What the exercise asks:
Each line holding the word "derive" must appear in the answer, copied from the entries.

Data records
========

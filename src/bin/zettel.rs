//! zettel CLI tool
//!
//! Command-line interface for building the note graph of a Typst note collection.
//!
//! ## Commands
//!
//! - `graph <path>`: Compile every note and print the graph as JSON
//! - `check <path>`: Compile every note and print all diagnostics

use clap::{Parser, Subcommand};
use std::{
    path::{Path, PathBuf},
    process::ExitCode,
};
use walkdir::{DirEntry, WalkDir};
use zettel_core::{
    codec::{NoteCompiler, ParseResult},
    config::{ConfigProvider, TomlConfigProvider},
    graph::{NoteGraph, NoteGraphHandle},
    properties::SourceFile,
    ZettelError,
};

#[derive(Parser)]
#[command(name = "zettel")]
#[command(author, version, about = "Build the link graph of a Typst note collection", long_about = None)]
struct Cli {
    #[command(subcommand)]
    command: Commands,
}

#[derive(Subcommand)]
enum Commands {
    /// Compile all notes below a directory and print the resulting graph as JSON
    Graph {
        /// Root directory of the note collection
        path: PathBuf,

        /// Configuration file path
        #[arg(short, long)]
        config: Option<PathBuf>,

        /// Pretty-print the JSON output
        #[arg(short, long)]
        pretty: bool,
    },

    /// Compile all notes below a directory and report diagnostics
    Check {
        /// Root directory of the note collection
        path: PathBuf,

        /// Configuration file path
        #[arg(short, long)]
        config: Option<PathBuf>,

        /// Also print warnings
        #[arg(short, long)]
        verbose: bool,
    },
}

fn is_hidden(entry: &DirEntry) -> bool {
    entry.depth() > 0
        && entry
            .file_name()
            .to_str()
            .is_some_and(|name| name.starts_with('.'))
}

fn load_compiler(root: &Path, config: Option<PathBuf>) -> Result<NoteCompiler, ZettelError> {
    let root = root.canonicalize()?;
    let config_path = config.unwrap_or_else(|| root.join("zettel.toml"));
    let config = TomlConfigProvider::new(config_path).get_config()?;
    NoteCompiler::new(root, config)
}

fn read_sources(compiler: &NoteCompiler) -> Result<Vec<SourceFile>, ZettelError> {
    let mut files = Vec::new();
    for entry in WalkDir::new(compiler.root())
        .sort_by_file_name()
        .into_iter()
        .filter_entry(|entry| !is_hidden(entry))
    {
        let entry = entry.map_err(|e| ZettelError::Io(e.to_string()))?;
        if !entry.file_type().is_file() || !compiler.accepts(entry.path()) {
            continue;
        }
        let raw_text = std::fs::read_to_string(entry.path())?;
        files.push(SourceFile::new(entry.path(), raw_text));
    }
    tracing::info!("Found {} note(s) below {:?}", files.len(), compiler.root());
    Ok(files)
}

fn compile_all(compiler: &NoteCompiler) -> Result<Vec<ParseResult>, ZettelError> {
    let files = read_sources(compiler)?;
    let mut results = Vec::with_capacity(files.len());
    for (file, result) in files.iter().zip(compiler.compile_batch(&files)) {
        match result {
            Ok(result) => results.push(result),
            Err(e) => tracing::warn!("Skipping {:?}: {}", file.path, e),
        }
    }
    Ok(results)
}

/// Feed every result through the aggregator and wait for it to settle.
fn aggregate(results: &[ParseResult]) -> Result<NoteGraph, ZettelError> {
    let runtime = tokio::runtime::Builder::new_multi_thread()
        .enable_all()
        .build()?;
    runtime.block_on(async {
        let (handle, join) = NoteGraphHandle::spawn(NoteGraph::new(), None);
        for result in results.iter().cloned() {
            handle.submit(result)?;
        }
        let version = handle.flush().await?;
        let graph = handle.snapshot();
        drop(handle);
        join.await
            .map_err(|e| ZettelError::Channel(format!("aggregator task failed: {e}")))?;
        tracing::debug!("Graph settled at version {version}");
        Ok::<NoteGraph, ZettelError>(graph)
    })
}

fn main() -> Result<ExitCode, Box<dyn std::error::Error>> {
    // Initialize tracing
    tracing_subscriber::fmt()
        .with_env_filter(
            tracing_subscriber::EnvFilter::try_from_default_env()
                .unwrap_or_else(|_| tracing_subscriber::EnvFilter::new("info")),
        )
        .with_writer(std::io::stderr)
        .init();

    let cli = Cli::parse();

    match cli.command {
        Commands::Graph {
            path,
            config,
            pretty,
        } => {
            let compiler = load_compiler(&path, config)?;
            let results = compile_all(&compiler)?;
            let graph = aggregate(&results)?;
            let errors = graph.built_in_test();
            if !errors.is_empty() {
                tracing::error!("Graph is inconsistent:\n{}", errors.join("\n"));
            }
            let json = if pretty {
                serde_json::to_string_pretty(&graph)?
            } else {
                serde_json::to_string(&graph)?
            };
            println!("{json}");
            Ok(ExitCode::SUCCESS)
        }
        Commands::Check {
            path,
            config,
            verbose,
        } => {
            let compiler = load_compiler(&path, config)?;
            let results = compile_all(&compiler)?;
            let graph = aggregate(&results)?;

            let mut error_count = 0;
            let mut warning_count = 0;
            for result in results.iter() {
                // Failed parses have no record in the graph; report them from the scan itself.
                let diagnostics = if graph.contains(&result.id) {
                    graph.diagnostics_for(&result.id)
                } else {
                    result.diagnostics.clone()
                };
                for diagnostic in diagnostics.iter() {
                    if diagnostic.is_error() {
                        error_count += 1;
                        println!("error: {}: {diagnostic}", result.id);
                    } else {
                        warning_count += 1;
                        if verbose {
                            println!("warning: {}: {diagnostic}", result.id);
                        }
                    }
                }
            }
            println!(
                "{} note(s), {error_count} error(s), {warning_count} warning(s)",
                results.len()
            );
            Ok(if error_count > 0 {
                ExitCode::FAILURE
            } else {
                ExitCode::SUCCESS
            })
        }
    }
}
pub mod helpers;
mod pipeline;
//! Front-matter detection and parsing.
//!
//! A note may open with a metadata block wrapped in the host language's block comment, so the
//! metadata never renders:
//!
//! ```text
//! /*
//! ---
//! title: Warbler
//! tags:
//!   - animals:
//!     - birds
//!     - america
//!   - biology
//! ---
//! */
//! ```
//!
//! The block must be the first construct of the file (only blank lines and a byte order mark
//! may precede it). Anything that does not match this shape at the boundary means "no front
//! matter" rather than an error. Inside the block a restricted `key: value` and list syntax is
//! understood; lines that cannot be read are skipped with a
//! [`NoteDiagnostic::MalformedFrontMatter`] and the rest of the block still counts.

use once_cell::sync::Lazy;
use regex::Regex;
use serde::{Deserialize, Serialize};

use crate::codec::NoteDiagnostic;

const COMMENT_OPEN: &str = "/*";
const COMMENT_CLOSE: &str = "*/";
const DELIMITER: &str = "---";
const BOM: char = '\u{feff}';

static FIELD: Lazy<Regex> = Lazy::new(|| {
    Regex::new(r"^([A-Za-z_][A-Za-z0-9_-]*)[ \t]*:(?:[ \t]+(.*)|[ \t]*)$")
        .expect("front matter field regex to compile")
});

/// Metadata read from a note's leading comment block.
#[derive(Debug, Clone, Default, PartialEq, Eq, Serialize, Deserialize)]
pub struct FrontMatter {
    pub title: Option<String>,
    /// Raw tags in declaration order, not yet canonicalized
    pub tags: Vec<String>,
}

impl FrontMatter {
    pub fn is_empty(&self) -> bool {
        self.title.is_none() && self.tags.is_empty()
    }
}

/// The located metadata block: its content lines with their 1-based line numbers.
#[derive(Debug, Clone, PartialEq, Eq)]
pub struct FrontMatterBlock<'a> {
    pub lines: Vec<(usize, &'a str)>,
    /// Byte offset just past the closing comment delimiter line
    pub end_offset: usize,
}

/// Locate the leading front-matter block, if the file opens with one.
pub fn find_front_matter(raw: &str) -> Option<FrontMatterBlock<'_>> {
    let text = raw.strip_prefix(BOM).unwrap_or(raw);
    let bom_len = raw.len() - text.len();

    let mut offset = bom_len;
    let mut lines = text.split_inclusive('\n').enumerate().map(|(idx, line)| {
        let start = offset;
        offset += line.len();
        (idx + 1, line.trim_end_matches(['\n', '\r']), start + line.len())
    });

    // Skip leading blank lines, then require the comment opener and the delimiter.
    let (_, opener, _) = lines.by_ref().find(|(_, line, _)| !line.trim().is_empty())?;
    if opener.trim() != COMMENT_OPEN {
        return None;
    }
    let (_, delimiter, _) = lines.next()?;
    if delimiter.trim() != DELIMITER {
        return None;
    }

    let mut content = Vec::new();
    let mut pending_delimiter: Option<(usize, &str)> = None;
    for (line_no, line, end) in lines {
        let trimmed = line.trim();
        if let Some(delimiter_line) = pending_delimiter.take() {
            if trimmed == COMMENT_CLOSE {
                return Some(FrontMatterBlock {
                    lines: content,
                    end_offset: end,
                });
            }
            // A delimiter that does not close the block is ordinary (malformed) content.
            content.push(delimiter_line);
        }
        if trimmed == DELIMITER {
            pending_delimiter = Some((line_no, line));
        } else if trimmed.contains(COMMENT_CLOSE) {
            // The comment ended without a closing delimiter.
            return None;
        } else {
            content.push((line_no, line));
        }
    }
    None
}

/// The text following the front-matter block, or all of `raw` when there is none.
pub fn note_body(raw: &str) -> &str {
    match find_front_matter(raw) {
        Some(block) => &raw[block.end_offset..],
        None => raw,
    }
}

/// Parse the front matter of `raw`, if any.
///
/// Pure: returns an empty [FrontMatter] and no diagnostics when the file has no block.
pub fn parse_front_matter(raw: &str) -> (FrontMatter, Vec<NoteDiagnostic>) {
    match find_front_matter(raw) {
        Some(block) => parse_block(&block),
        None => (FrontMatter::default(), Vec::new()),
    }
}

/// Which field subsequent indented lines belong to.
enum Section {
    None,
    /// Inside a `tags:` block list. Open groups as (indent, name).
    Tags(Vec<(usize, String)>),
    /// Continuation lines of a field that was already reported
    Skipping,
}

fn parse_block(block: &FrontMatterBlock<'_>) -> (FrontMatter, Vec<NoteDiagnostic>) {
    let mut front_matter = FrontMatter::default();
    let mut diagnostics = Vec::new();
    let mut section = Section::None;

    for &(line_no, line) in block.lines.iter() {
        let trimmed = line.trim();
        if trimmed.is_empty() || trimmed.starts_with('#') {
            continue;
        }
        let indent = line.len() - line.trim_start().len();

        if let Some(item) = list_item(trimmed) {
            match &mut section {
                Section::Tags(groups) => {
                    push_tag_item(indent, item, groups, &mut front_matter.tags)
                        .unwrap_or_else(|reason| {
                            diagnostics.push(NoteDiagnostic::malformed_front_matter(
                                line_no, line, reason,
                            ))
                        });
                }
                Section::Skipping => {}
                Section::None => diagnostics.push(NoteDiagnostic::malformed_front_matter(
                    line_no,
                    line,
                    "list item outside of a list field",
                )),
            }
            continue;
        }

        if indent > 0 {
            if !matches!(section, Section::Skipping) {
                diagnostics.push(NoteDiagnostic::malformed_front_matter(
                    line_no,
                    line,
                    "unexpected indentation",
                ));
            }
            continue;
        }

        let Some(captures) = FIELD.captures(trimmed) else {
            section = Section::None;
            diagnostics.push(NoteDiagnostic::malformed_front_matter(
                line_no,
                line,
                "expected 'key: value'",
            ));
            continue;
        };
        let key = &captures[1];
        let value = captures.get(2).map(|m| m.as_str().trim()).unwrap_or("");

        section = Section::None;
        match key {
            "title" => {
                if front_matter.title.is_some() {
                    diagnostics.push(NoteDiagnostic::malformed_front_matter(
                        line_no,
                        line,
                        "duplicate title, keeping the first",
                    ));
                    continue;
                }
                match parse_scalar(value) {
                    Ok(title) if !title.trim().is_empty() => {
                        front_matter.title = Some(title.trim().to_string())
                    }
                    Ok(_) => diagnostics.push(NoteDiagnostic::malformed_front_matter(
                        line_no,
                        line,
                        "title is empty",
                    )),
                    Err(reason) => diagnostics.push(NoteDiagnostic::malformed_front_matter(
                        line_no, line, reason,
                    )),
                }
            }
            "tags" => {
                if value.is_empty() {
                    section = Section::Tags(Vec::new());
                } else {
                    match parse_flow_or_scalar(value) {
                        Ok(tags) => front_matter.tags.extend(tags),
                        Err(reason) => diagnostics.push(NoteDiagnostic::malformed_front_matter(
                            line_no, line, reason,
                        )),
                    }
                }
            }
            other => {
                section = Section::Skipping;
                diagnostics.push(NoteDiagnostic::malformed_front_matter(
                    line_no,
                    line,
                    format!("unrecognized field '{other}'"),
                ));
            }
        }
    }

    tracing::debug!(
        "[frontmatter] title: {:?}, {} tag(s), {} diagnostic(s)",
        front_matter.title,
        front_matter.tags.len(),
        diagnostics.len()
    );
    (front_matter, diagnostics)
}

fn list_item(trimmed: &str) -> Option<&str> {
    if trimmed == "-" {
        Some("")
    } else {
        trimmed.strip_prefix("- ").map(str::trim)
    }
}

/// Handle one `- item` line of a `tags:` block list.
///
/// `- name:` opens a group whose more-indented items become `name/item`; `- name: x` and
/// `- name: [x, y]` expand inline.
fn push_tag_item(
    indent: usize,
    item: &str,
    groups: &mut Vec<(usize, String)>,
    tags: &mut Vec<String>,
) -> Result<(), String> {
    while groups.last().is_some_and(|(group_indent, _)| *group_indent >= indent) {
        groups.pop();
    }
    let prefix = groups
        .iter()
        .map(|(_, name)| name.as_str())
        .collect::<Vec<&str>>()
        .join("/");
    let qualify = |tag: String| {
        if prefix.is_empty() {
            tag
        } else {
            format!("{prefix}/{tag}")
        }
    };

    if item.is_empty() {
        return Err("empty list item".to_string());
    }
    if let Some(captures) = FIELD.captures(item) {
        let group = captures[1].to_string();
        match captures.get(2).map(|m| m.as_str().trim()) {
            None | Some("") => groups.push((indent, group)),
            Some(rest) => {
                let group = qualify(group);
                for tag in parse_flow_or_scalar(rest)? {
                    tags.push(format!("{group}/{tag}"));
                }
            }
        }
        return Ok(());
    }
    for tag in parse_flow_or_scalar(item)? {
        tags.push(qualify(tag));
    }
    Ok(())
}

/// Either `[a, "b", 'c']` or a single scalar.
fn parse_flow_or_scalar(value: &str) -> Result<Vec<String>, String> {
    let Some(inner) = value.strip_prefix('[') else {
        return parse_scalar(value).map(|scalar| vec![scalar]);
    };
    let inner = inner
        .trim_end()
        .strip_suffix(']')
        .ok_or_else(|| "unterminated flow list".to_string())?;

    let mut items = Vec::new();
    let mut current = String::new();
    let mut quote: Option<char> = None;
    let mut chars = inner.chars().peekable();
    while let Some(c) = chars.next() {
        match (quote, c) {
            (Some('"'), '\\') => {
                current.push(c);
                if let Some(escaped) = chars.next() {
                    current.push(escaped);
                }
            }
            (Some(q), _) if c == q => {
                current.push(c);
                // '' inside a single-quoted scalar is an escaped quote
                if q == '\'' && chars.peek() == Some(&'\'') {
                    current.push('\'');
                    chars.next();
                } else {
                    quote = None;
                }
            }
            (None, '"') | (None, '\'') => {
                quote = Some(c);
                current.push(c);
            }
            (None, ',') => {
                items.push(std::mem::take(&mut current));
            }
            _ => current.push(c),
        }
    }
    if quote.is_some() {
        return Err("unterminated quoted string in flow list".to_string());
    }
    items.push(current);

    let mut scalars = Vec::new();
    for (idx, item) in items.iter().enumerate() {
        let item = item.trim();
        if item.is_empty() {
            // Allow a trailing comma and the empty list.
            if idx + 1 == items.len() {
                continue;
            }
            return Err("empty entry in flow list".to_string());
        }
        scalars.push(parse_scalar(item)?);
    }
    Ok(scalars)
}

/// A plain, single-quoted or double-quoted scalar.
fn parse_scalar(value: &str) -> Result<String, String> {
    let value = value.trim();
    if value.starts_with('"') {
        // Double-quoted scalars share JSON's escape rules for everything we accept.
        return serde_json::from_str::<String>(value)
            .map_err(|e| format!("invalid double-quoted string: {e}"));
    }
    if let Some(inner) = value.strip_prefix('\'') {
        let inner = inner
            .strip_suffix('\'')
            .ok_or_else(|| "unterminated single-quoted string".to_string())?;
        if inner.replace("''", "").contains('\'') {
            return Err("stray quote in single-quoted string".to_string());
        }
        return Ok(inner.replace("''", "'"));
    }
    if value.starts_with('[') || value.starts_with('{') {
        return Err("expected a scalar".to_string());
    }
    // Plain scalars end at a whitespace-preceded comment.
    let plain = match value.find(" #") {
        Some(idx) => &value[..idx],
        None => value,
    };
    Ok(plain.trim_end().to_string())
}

========

Response for this exercise:
#[derive(Parser)]
#[derive(Subcommand)]
#[derive(Debug, Clone, Default, PartialEq, Eq, Serialize, Deserialize)]
#[derive(Debug, Clone, PartialEq, Eq)]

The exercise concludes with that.